* **YOUR INSTRUCTIONS**: Look through the entries for the string "post" and copy every line where it shows up.

* **GIVEN DATA**:
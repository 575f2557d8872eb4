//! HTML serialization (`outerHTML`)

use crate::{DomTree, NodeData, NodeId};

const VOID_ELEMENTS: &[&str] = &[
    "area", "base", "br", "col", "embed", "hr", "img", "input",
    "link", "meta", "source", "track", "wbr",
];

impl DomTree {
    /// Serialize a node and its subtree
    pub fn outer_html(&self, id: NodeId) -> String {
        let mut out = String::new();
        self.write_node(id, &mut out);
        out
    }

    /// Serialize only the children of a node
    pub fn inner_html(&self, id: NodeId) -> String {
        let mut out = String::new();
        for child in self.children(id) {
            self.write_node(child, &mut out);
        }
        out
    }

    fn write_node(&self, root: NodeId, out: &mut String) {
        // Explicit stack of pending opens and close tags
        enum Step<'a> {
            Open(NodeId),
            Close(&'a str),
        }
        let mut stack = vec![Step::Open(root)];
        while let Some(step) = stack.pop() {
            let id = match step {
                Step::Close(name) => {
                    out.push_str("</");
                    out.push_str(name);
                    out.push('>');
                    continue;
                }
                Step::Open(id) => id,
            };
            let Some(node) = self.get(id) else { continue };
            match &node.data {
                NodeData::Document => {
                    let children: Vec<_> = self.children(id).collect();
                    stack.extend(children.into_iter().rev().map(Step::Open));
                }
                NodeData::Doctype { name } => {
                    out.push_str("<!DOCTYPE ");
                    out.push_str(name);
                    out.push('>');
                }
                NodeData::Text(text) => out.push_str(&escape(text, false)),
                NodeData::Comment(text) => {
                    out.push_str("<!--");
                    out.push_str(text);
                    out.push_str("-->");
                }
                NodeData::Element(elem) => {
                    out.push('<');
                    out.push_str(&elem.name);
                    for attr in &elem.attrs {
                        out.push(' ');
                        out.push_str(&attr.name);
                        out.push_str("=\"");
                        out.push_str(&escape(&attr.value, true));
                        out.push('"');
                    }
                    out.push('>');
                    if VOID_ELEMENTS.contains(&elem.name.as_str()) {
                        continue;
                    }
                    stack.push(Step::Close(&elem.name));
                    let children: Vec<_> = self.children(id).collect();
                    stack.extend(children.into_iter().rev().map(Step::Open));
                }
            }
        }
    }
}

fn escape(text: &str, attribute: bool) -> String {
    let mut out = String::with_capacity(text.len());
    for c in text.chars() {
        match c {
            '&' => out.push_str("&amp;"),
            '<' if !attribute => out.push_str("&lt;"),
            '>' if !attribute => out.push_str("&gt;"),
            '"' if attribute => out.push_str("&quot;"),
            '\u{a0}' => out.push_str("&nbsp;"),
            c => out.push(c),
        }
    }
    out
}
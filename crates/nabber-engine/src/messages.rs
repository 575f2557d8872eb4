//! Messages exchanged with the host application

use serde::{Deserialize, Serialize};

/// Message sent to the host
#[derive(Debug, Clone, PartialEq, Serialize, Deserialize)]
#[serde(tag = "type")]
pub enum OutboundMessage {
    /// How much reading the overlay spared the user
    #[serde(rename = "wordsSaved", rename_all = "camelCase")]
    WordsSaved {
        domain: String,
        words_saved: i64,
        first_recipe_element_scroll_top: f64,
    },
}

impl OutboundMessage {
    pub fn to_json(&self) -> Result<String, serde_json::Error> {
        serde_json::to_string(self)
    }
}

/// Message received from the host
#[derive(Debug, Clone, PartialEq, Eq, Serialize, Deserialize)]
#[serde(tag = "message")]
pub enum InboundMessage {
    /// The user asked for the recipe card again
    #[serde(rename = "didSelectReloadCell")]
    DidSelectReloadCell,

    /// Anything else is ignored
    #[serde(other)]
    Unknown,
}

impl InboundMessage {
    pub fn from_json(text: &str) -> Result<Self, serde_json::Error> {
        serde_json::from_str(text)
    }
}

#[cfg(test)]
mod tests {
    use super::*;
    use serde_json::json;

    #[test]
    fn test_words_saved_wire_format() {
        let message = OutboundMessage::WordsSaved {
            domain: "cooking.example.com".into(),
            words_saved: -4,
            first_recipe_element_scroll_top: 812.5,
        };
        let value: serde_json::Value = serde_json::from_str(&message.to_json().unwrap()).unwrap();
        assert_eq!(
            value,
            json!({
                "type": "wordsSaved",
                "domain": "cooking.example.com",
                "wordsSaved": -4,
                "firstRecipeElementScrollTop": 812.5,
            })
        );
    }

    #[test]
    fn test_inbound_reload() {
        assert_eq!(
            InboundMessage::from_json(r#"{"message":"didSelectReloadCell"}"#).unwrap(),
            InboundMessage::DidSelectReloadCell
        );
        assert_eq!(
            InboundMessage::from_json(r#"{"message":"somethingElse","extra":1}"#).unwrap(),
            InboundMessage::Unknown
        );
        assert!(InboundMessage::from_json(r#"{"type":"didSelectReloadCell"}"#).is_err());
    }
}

==

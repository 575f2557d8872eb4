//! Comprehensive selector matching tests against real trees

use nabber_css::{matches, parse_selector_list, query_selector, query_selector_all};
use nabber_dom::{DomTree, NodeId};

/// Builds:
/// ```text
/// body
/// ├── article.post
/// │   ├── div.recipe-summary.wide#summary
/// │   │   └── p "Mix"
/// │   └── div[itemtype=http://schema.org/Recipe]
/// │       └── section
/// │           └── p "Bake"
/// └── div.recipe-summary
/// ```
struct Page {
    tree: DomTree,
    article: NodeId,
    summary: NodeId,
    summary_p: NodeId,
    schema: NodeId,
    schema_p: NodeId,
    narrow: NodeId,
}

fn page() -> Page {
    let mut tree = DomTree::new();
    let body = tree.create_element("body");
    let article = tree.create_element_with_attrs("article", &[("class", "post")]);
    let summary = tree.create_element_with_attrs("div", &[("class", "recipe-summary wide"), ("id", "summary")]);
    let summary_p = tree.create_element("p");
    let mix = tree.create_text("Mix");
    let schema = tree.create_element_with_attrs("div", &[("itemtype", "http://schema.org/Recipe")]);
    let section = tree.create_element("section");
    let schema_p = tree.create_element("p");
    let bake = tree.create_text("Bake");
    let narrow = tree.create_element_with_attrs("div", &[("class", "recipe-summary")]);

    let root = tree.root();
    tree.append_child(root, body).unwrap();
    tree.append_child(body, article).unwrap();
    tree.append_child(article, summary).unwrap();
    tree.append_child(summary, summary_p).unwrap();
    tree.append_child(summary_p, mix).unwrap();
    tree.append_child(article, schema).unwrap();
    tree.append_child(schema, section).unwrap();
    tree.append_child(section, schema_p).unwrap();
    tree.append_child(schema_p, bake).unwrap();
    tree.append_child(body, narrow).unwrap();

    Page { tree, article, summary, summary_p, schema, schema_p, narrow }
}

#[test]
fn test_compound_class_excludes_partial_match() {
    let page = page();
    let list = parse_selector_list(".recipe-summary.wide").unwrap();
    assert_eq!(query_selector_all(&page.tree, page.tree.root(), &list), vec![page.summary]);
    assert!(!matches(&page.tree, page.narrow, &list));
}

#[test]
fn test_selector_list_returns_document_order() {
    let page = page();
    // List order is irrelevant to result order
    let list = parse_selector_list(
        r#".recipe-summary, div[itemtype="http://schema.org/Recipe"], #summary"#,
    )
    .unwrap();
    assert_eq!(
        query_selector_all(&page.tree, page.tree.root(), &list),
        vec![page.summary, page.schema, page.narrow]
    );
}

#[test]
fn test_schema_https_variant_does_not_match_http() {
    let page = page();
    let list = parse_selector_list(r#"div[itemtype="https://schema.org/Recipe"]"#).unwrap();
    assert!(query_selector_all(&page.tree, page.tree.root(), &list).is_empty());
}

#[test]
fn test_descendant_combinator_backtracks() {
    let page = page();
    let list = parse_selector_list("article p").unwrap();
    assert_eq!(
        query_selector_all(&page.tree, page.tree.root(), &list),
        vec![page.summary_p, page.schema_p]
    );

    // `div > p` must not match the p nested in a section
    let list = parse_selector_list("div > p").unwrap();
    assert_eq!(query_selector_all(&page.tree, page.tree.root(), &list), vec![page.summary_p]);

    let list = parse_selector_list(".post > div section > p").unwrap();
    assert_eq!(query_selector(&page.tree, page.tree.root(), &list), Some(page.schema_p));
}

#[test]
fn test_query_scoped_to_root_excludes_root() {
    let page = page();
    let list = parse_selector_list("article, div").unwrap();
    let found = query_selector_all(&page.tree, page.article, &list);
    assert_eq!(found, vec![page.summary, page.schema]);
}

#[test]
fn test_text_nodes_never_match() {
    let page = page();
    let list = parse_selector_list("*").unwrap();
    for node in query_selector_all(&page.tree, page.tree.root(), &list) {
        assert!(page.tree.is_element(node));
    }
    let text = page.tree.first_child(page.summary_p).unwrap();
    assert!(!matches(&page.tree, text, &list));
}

* **RESPONSE BOX**:
/// ├── article.post
    let article = tree.create_element_with_attrs("article", &[("class", "post")]);
    let list = parse_selector_list(".post > div section > p").unwrap();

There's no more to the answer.